Interdisciplinary Initiatives Program Round 6 - 2012
Daniel Spielman, Radiology
Lawrence Recht, Neurology
Brain cancers, the most common of which is glioblastoma multiforme (GBM), represent a difficult clinical problem with most patients dying within two years of diagnosis. Although the last decade has seen progress in terms of new treatments, the field is hampered by the inability to accurately distinguish treatment effects from tumor progression with conventional tests or imaging techniques. Unlike normal tissues, which harness most of their energy needs via an oxygen-consuming process known as oxidative phosphorylation, cancers including those that involve the brain meet at least 50% of their energy needs using the much less efficient process of glycolysis, a characteristic called the Warburg effect. While this effect has intrigued scientists for over eighty years since it was first described, due to the lack of a sufficiently sensitive technology to adequately measure glucose metabolism in the living organism, it has not yet been possible to fully address whether forcing cancer tissues to use oxidative phosphorylation instead of glycolysis can reverse tumor growth. The recent development of hyperpolarized 13C magnetic resonance spectroscopy now enables the real-time investigation of these key metabolic processes in vivo. Using 13C-labeled pyruvate as a substrate allows us to quantitatively follow the in vivo fate of pyruvate, occupying a key nodal point in the metabolic pathway in which glucose is either converted to lactate or acetyl CoA (generating bicarbonate in the process). With this technology, it is possible to measure the in vivo ratio of tumor lactate/bicarbonate production, which we propose to study as a marker of cancer aggressiveness and therapeutic response.

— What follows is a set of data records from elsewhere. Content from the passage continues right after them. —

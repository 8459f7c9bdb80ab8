//! Iso-surface extraction.
//!
//! Every grid cube is split into six tetrahedra that share the diagonal from
//! corner 0 to corner 7. The split is the same in every cube, so faces match
//! between neighbours and the surface has no holes or ambiguous cases.

use std::collections::HashMap;

use burn::tensor::backend::Backend;
use serde::Serialize;
use tracing::debug;

use crate::error::{Result, VolumeError};
use crate::image::{Grid, Image};

/// Corner `c` of a cube sits at `(z, y, x) + ((c >> 2) & 1, (c >> 1) & 1, c & 1)`.
const TETRAHEDRA: [[usize; 4]; 6] = [
    [0, 1, 3, 7],
    [0, 3, 2, 7],
    [0, 2, 6, 7],
    [0, 6, 4, 7],
    [0, 4, 5, 7],
    [0, 5, 1, 7],
];

/// Triangle mesh in physical (spacing-scaled) coordinates, vertices in
/// (plane, row, column) order.
#[derive(Debug, Clone, Default, PartialEq, Serialize)]
pub struct Mesh {
    pub vertices: Vec<[f64; 3]>,
    pub faces: Vec<[u32; 3]>,
}

impl Mesh {
    pub fn is_empty(&self) -> bool {
        self.faces.is_empty()
    }

    pub fn surface_area(&self) -> f64 {
        self.faces
            .iter()
            .map(|f| {
                let [a, b, c] = self.corners(f);
                norm(cross(sub(b, a), sub(c, a))) / 2.0
            })
            .sum()
    }

    /// Signed volume by the divergence theorem; positive when normals point
    /// out of the enclosed region.
    pub fn enclosed_volume(&self) -> f64 {
        self.faces
            .iter()
            .map(|f| {
                let [a, b, c] = self.corners(f);
                dot(a, cross(b, c)) / 6.0
            })
            .sum()
    }

    fn corners(&self, face: &[u32; 3]) -> [[f64; 3]; 3] {
        face.map(|i| self.vertices[i as usize])
    }
}

/// Extract the surface where `image` crosses `level`.
///
/// Voxels above `level` are inside. Triangles are wound so their normals
/// point toward lower values, and vertices lying on the same grid edge are
/// shared. A level outside the data range is an error.
pub fn marching_cubes<B: Backend>(image: &Image<B, 3>, level: f64) -> Result<Mesh> {
    let values = image.to_vec()?;
    let stats = image.statistics()?;
    if !(level >= stats.min && level <= stats.max) {
        return Err(VolumeError::invalid_parameter(format!(
            "surface level {} must lie within the data range [{}, {}]",
            level, stats.min, stats.max
        )));
    }

    let grid = Grid::new(image.shape());
    let spacing = image.spacing().to_array();
    let [planes, rows, cols] = grid.shape();
    let mut builder = MeshBuilder {
        values: &values,
        grid,
        spacing,
        level,
        mesh: Mesh::default(),
        edges: HashMap::new(),
    };

    for z in 0..planes.saturating_sub(1) {
        for y in 0..rows.saturating_sub(1) {
            for x in 0..cols.saturating_sub(1) {
                let corners: [usize; 8] =
                    std::array::from_fn(|c| grid.index([z + ((c >> 2) & 1), y + ((c >> 1) & 1), x + (c & 1)]));
                for tet in &TETRAHEDRA {
                    builder.tetrahedron(tet.map(|c| corners[c]));
                }
            }
        }
    }

    let mesh = builder.mesh;
    debug!(vertices = mesh.vertices.len(), faces = mesh.faces.len(), level, "marching cubes");
    Ok(mesh)
}

struct MeshBuilder<'a> {
    values: &'a [f32],
    grid: Grid,
    spacing: [f64; 3],
    level: f64,
    mesh: Mesh,
    edges: HashMap<(usize, usize), u32>,
}

impl MeshBuilder<'_> {
    fn inside(&self, idx: usize) -> bool {
        self.values[idx] as f64 > self.level
    }

    fn position(&self, idx: usize) -> [f64; 3] {
        let c = self.grid.coords(idx);
        [
            c[0] as f64 * self.spacing[0],
            c[1] as f64 * self.spacing[1],
            c[2] as f64 * self.spacing[2],
        ]
    }

    /// Vertex where the level crosses the edge between `a` and `b`.
    fn vertex(&mut self, a: usize, b: usize) -> u32 {
        let key = (a.min(b), a.max(b));
        if let Some(&v) = self.edges.get(&key) {
            return v;
        }
        let (va, vb) = (self.values[key.0] as f64, self.values[key.1] as f64);
        let t = if (vb - va).abs() > f64::EPSILON {
            ((self.level - va) / (vb - va)).clamp(0.0, 1.0)
        } else {
            0.5
        };
        let (pa, pb) = (self.position(key.0), self.position(key.1));
        let p = [0, 1, 2].map(|k| pa[k] + t * (pb[k] - pa[k]));
        let id = self.mesh.vertices.len() as u32;
        self.mesh.vertices.push(p);
        self.edges.insert(key, id);
        id
    }

    fn tetrahedron(&mut self, tet: [usize; 4]) {
        let (inside, outside): (Vec<usize>, Vec<usize>) = tet.into_iter().partition(|&c| self.inside(c));
        let direction = sub(self.centroid(&outside), self.centroid(&inside));

        match (inside.as_slice(), outside.as_slice()) {
            ([a], [b, c, d]) | ([b, c, d], [a]) => {
                let tri = [self.vertex(*a, *b), self.vertex(*a, *c), self.vertex(*a, *d)];
                self.push(tri, direction);
            }
            ([a, b], [c, d]) => {
                let ac = self.vertex(*a, *c);
                let ad = self.vertex(*a, *d);
                let bd = self.vertex(*b, *d);
                let bc = self.vertex(*b, *c);
                self.push([ac, ad, bd], direction);
                self.push([ac, bd, bc], direction);
            }
            _ => {}
        }
    }

    fn centroid(&self, corners: &[usize]) -> [f64; 3] {
        let mut sum = [0.0; 3];
        for &c in corners {
            let p = self.position(c);
            for k in 0..3 {
                sum[k] += p[k];
            }
        }
        sum.map(|s| s / corners.len().max(1) as f64)
    }

    /// Add a triangle wound so its normal has a non-negative component along
    /// `outward`.
    fn push(&mut self, tri: [u32; 3], outward: [f64; 3]) {
        let [a, b, c] = tri.map(|i| self.mesh.vertices[i as usize]);
        let normal = cross(sub(b, a), sub(c, a));
        if dot(normal, outward) < 0.0 {
            self.mesh.faces.push([tri[0], tri[2], tri[1]]);
        } else {
            self.mesh.faces.push(tri);
        }
    }
}

fn sub(a: [f64; 3], b: [f64; 3]) -> [f64; 3] {
    [a[0] - b[0], a[1] - b[1], a[2] - b[2]]
}

fn dot(a: [f64; 3], b: [f64; 3]) -> f64 {
    a[0] * b[0] + a[1] * b[1] + a[2] * b[2]
}

fn cross(a: [f64; 3], b: [f64; 3]) -> [f64; 3] {
    [
        a[1] * b[2] - a[2] * b[1],
        a[2] * b[0] - a[0] * b[2],
        a[0] * b[1] - a[1] * b[0],
    ]
}

fn norm(a: [f64; 3]) -> f64 {
    dot(a, a).sqrt()
}
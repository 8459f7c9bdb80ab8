//! Per-label measurements.

use burn::tensor::backend::Backend;
use nalgebra::{Matrix3, SymmetricEigen};
use serde::Serialize;

use crate::error::Result;
use crate::image::{Image, LabelMap};
use crate::spatial::Point;

/// Intensity summary of one region.
#[derive(Debug, Clone, Copy, PartialEq, Serialize)]
pub struct IntensityStats {
    pub mean: f64,
    pub min: f64,
    pub max: f64,
}

/// Measurements of one labeled region.
#[derive(Debug, Clone, PartialEq, Serialize)]
pub struct RegionProperties {
    pub label: u32,
    /// Voxel count.
    pub area: usize,
    /// Physical volume (`area * voxel volume`).
    pub volume: f64,
    /// Inclusive lower corner of the bounding box.
    pub bbox_min: [usize; 3],
    /// Exclusive upper corner of the bounding box.
    pub bbox_max: [usize; 3],
    /// Mean voxel index.
    pub centroid: [f64; 3],
    /// Centroid mapped through origin, spacing and direction.
    pub physical_centroid: [f64; 3],
    /// Diameter of the sphere with the same physical volume.
    pub equivalent_diameter: f64,
    /// Fraction of the bounding box occupied by the region.
    pub extent: f64,
    pub major_axis_length: f64,
    pub minor_axis_length: f64,
    pub intensity: Option<IntensityStats>,
}

#[derive(Default, Clone)]
struct Accumulator {
    count: usize,
    lo: [usize; 3],
    hi: [usize; 3],
    sum: [f64; 3],
    sum_sq: [[f64; 3]; 3],
    i_sum: f64,
    i_min: f64,
    i_max: f64,
}

impl Accumulator {
    fn add(&mut self, c: [usize; 3], intensity: Option<f32>) {
        if self.count == 0 {
            self.lo = c;
            self.hi = c;
            self.i_min = f64::INFINITY;
            self.i_max = f64::NEG_INFINITY;
        }
        self.count += 1;
        for a in 0..3 {
            self.lo[a] = self.lo[a].min(c[a]);
            self.hi[a] = self.hi[a].max(c[a]);
            self.sum[a] += c[a] as f64;
            for b in 0..3 {
                self.sum_sq[a][b] += (c[a] * c[b]) as f64;
            }
        }
        if let Some(v) = intensity {
            let v = v as f64;
            self.i_sum += v;
            self.i_min = self.i_min.min(v);
            self.i_max = self.i_max.max(v);
        }
    }
}

/// Measure every label present in `labels`, in ascending label order.
///
/// When `intensity` is given it must share the label map's shape and the
/// per-region mean, minimum and maximum are filled in.
pub fn regionprops<B: Backend>(labels: &LabelMap, intensity: Option<&Image<B, 3>>) -> Result<Vec<RegionProperties>> {
    let grid = *labels.grid();
    let values = match intensity {
        Some(image) => {
            grid.ensure_same(image.shape())?;
            Some(image.to_vec()?)
        }
        None => None,
    };

    let mut acc = vec![Accumulator::default(); labels.max_label() as usize + 1];
    for (idx, &l) in labels.as_slice().iter().enumerate() {
        if l != 0 {
            acc[l as usize].add(grid.coords(idx), values.as_ref().map(|v| v[idx]));
        }
    }

    let metadata = labels.metadata();
    let spacing = *metadata.spacing();
    let voxel_volume = spacing.voxel_volume();

    let props = acc
        .iter()
        .enumerate()
        .filter(|(_, a)| a.count > 0)
        .map(|(label, a)| {
            let n = a.count as f64;
            let centroid = [a.sum[0] / n, a.sum[1] / n, a.sum[2] / n];
            let physical_centroid = metadata.index_to_physical_point(&Point::new(centroid)).to_array();
            let volume = n * voxel_volume;
            let bbox_max = [a.hi[0] + 1, a.hi[1] + 1, a.hi[2] + 1];
            let bbox_voxels: usize = (0..3).map(|k| bbox_max[k] - a.lo[k]).product();

            let covariance = Matrix3::from_fn(|i, j| {
                (a.sum_sq[i][j] / n - centroid[i] * centroid[j]) * spacing[i] * spacing[j]
            });
            let (major_axis_length, minor_axis_length) = axis_lengths(&covariance);

            RegionProperties {
                label: label as u32,
                area: a.count,
                volume,
                bbox_min: a.lo,
                bbox_max,
                centroid,
                physical_centroid,
                equivalent_diameter: (6.0 * volume / std::f64::consts::PI).cbrt(),
                extent: n / bbox_voxels as f64,
                major_axis_length,
                minor_axis_length,
                intensity: values.as_ref().map(|_| IntensityStats {
                    mean: a.i_sum / n,
                    min: a.i_min,
                    max: a.i_max,
                }),
            }
        })
        .collect();
    Ok(props)
}

/// Major and minor axis lengths of the ellipsoid with the same second
/// moments, from the eigenvalues of the inertia tensor `tr(C) I - C`.
fn axis_lengths(covariance: &Matrix3<f64>) -> (f64, f64) {
    let inertia = Matrix3::identity() * covariance.trace() - covariance;
    let mut ev: Vec<f64> = SymmetricEigen::new(inertia).eigenvalues.iter().copied().collect();
    ev.sort_by(|a, b| b.total_cmp(a));
    let major = (10.0 * (ev[0] + ev[1] - ev[2])).max(0.0).sqrt();
    let minor = (10.0 * (-ev[0] + ev[1] + ev[2])).max(0.0).sqrt();
    (major, minor)
}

This project represents a multidisciplinary collaboration between a group that has been on the cutting edge of the development of this technology (Dr. Spielman) with a clinician scientist (Dr. Recht) who is familiar with clinical trials as well as laboratory models of brain cancer. This partnership is already in place with initial experiments of a glioma model in which cells are transplanted into normal rat brain demonstrating the ability to robustly image and quantify the targeted metabolic pathways. We are now in position to characterize and predict treatment response in a more clinically relevant rodent tumor model in which brain cancers arise “spontaneously” in adults after in utero exposure to a mutagen. Our experiments are designed in such a way that by the end of this funding period, we will have refined this technology so as to be able to image pyruvate, lactate and bicarbonate with high sensitivity as well as to understand the capacity of the proposed metrics to predict brain tumor aggressiveness and more importantly, response to therapy. It is our ultimate goal to link treatment effects with an optimal “lactate/bicarbonate ratio” that can be used clinically not only as a measure of therapeutic efficacy, but also as a therapeutic goal for brain tumors (similar to target blood pressure for heart disease and blood glucose for diabetes) and possibly for other cancers as well. Although not part of this grant, there is a rapid path to clinical utilization of this technology given that the first clinical trial of hyperpolarized pyruvate for the assessment of prostate cancer is currently underway elsewhere, and we have pending NIH proposal to purchase the clinical machine needed to bring this technology to Stanford Hospital and Clinics.